[ClusterLabs] Stopping all nodes causes servers to migrate

Ken Gaillot kgaillot at redhat.com
Mon Jan 25 11:01:39 EST 2021


On Mon, 2021-01-25 at 09:51 +0100, Jehan-Guillaume de Rorthais wrote:
> Hi Digimer,
> 
> On Sun, 24 Jan 2021 15:31:22 -0500
> Digimer <lists at alteeve.ca> wrote:
> [...]
> >  I had a test server (srv01-test) running on node 1 (el8-a01n01),
> > and on
> > node 2 (el8-a01n02) I ran 'pcs cluster stop --all'.
> > 
> >   It appears like pacemaker asked the VM to migrate to node 2
> > instead of
> > stopping it. Once the server was on node 2, I couldn't use 'pcs
> > resource
> > disable <vm>' as it returned that that resource was unmanaged, and
> > the
> > cluster shut down was hung. When I directly stopped the VM and then
> > did
> > a 'pcs resource cleanup', the cluster shutdown completed.
> 
> As actions during a cluster shutdown cannot be handled in the same
> transition
> for each nodes, I usually add a step to disable all resources using
> property
> "stop-all-resources" before shutting down the cluster:
> 
>   pcs property set stop-all-resources=true
>   pcs cluster stop --all
> 
> But it seems there's a very new cluster property to handle that
> (IIRC, one or
> two releases ago). Look at "shutdown-lock" doc:
> 
>   [...]
>   some users prefer to make resources highly available only for
> failures, with
>   no recovery for clean shutdowns. If this option is true, resources
> active on a
>   node when it is cleanly shut down are kept "locked" to that node
> (not allowed
>   to run elsewhere) until they start again on that node after it
> rejoins (or
>   for at most shutdown-lock-limit, if set).
>   [...]
> 
> [...]
> >   So as best as I can tell, pacemaker really did ask for a
> > migration. Is
> > this the case?
> 
> AFAIK, yes, because each cluster shutdown request is handled
> independently at
> node level. There's a large door open for all kind of race conditions
> if
> requests are handled with some random lags on each nodes.

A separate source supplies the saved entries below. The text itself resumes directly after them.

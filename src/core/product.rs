//! The fixed product catalogue and its minimum-quantity table

use serde::{Deserialize, Serialize};
use std::fmt;

/// A product that can be ordered through the intake form
///
/// The set is closed: the form only offers these three, and the endpoint
/// rejects anything else with "Invalid product selected".
#[derive(Debug, Clone, Copy, PartialEq, Eq, Hash, Serialize, Deserialize)]
#[serde(rename_all = "snake_case")]
pub enum Product {
    FishFeed,
    Catfish,
    Materials,
}

impl Product {
    /// Every product, in the order the form lists them
    pub const ALL: [Product; 3] = [Product::FishFeed, Product::Catfish, Product::Materials];

    /// Identifier used by the form and the JSON payload
    pub fn id(&self) -> &'static str {
        match self {
            Product::FishFeed => "fish_feed",
            Product::Catfish => "catfish",
            Product::Materials => "materials",
        }
    }

    /// Human-readable name used in messages, the log line and the email
    pub fn display_name(&self) -> &'static str {
        match self {
            Product::FishFeed => "Fish Feed",
            Product::Catfish => "Catfish",
            Product::Materials => "Materials",
        }
    }

    /// Minimum orderable quantity in kilograms
    pub fn min_quantity(&self) -> u32 {
        match self {
            Product::FishFeed => 10,
            Product::Catfish => 1,
            Product::Materials => 50,
        }
    }

    /// Look a product up by its form identifier
    pub fn from_id(id: &str) -> Option<Self> {
        Self::ALL.into_iter().find(|p| p.id() == id)
    }

    /// Whether `quantity` satisfies this product's minimum
    ///
    /// NaN never satisfies a minimum.
    pub fn accepts_quantity(&self, quantity: f64) -> bool {
        !quantity.is_nan() && quantity >= f64::from(self.min_quantity())
    }
}

impl fmt::Display for Product {
    fn fmt(&self, f: &mut fmt::Formatter<'_>) -> fmt::Result {
        f.write_str(self.display_name())
    }
}

/// Catalogue entry exposed by `GET /api/products`
#[derive(Debug, Clone, PartialEq, Eq, Serialize, Deserialize)]
#[serde(rename_all = "camelCase")]
pub struct ProductInfo {
    pub id: String,
    pub name: String,
    pub min_quantity: u32,
}

impl From<Product> for ProductInfo {
    fn from(product: Product) -> Self {
        Self {
            id: product.id().to_string(),
            name: product.display_name().to_string(),
            min_quantity: product.min_quantity(),
        }
    }
}

/// The whole minimum-quantity table
pub fn catalogue() -> Vec<ProductInfo> {
    Product::ALL.into_iter().map(ProductInfo::from).collect()
}
//! Order body extraction
//!
//! `POST /api/order` takes the same fields either as JSON or as a urlencoded
//! form post. A body that cannot be read becomes
//! [`OrderError::MalformedRequest`] instead of axum's rejection status.

use crate::core::{OrderError, OrderRequest};
use axum::Json;
use axum::extract::{Form, FromRequest, Request};
use axum::http::{HeaderMap, header};

const FORM_CONTENT_TYPE: &str = "application/x-www-form-urlencoded";

/// The order submission, whichever encoding it arrived in
#[derive(Debug, Clone)]
pub struct OrderPayload(pub OrderRequest);

impl<S> FromRequest<S> for OrderPayload
where
    S: Send + Sync,
{
    type Rejection = OrderError;

    async fn from_request(req: Request, state: &S) -> Result<Self, Self::Rejection> {
        if is_form(req.headers()) {
            let Form(request) = Form::<OrderRequest>::from_request(req, state)
                .await
                .map_err(|rejection| rejected(rejection.body_text()))?;
            Ok(Self(request))
        } else {
            let Json(request) = Json::<OrderRequest>::from_request(req, state)
                .await
                .map_err(|rejection| rejected(rejection.body_text()))?;
            Ok(Self(request))
        }
    }
}

fn is_form(headers: &HeaderMap) -> bool {
    headers
        .get(header::CONTENT_TYPE)
        .and_then(|value| value.to_str().ok())
        .is_some_and(|content_type| content_type.starts_with(FORM_CONTENT_TYPE))
}

fn rejected(detail: String) -> OrderError {
    tracing::error!(error = %detail, "Rejected order body");
    OrderError::MalformedRequest(detail)
}
use crate::Role;

/// Capability record derived from the principal's roles.
///
/// Consumed by the UI layer to decide what to render and by the order
/// composition flow to decide which operations are even attempted. The
/// backend re-checks everything; this gating is cosmetic-plus-ergonomic,
/// never a security boundary.
#[derive(Debug, Clone, Copy, PartialEq, Eq, Default)]
pub struct Capabilities {
    pub can_manage_catalog: bool,
    pub can_view_all_orders: bool,
    pub can_place_order: bool,
}

impl Capabilities {
    /// No capabilities at all (unauthenticated, or no recognized role).
    pub const NONE: Capabilities = Capabilities {
        can_manage_catalog: false,
        can_view_all_orders: false,
        can_place_order: false,
    };

    /// Pure mapping from granted roles to capabilities.
    ///
    /// ADMIN and CLIENT are mutually exclusive in the intended account
    /// setup, but each role is evaluated independently: an account holding
    /// both receives the union of capabilities. No roles means no
    /// capabilities.
    ///
    /// - No IO
    /// - No panics
    pub fn for_roles(roles: &[Role]) -> Self {
        let admin = roles.contains(&Role::ADMIN);
        let client = roles.contains(&Role::CLIENT);

        Self {
            can_manage_catalog: admin,
            can_view_all_orders: admin,
            can_place_order: client,
        }
    }
}

#[cfg(test)]
mod tests {
    use super::*;

    #[test]
    fn admin_manages_catalog_and_sees_all_orders_but_cannot_order() {
        let caps = Capabilities::for_roles(&[Role::ADMIN]);
        assert!(caps.can_manage_catalog);
        assert!(caps.can_view_all_orders);
        assert!(!caps.can_place_order);
    }

    #[test]
    fn client_only_places_orders() {
        let caps = Capabilities::for_roles(&[Role::CLIENT]);
        assert!(!caps.can_manage_catalog);
        assert!(!caps.can_view_all_orders);
        assert!(caps.can_place_order);
    }

    #[test]
    fn dual_role_account_receives_the_union() {
        let caps = Capabilities::for_roles(&[Role::ADMIN, Role::CLIENT]);
        assert!(caps.can_manage_catalog);
        assert!(caps.can_view_all_orders);
        assert!(caps.can_place_order);
    }

    #[test]
    fn unrecognized_roles_grant_nothing() {
        let caps = Capabilities::for_roles(&[Role::new("AUDITOR")]);
        assert_eq!(caps, Capabilities::NONE);
        assert_eq!(Capabilities::for_roles(&[]), Capabilities::NONE);
    }
}
use serde::{Deserialize, Serialize};

use crate::Role;

/// The authenticated user for the current session.
///
/// Recreated whenever the authentication collaborator reports a new session
/// state; never persisted.
#[derive(Debug, Clone, PartialEq, Eq, Serialize, Deserialize)]
pub struct Principal {
    pub username: String,
    pub roles: Vec<Role>,
}

impl Principal {
    pub fn new(username: impl Into<String>, roles: Vec<Role>) -> Self {
        Self {
            username: username.into(),
            roles,
        }
    }

    pub fn has_role(&self, role: &Role) -> bool {
        self.roles.contains(role)
    }
}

I'm going to guess that's what happened.

The basic issue is that there is no "cluster shutdown" in Pacemaker,
only "node shutdown". I'm guessing "pcs cluster stop --all" sends
shutdown requests for each node in sequence (probably via systemd), and
if the nodes are quick enough, one could start migrating off resources
before all the others get their shutdown request.

There would be a way around it. Normally Pacemaker is shut down via
SIGTERM to pacemakerd (which is what systemctl stop does), but inside
Pacemaker it's implemented as a special "shutdown" transient node
attribute, set to the epoch timestamp of the request. It would be
possible to set that attribute for all nodes in a copy of the CIB, then
load that into the live cluster.

stop-all-resources as suggested would be another way around it (and
would have to be cleared after start-up, which could be a plus or a
minus depending on how much control vs convenience you want).